== GIVEN RECORDS ==

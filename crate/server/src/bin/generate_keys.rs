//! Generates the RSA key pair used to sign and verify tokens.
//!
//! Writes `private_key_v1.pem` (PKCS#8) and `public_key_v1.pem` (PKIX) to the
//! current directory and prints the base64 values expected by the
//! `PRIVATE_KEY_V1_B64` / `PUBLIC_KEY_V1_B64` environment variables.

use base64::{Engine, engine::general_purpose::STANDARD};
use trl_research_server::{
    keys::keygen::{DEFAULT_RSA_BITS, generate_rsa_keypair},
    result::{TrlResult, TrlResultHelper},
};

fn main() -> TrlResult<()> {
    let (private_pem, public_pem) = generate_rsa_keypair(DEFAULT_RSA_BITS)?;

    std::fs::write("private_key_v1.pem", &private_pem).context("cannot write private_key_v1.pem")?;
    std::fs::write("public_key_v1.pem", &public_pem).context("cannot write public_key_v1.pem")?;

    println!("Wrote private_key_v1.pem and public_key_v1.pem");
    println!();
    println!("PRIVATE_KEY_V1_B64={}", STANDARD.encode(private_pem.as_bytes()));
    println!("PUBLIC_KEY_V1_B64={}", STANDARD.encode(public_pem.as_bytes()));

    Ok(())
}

===
== GIVEN RECORDS ==

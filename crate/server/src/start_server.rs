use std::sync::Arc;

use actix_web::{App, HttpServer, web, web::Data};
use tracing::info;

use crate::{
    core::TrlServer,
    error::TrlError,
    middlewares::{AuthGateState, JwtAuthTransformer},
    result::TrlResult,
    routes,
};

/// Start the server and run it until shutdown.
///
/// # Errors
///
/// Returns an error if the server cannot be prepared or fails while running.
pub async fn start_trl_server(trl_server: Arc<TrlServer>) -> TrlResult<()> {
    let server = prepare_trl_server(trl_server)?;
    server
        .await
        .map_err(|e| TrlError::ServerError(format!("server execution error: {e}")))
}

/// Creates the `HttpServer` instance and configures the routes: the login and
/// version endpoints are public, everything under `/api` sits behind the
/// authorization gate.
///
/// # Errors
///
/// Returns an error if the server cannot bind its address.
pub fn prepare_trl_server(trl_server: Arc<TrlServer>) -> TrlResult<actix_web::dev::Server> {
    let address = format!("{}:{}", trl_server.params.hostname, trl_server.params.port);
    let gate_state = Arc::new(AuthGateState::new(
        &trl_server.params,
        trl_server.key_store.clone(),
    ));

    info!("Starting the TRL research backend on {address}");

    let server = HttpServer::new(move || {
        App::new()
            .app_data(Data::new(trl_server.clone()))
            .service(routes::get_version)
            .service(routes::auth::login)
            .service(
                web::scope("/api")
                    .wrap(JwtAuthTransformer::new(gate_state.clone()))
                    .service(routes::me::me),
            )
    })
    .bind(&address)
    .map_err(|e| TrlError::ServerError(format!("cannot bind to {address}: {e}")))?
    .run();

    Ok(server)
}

===

Your task is to collect every line above that contains the word "format".

        .map_err(|e| TrlError::ServerError(format!("server execution error: {e}")))
    let address = format!("{}:{}", trl_server.params.hostname, trl_server.params.port);
    .map_err(|e| TrlError::ServerError(format!("cannot bind to {address}: {e}")))?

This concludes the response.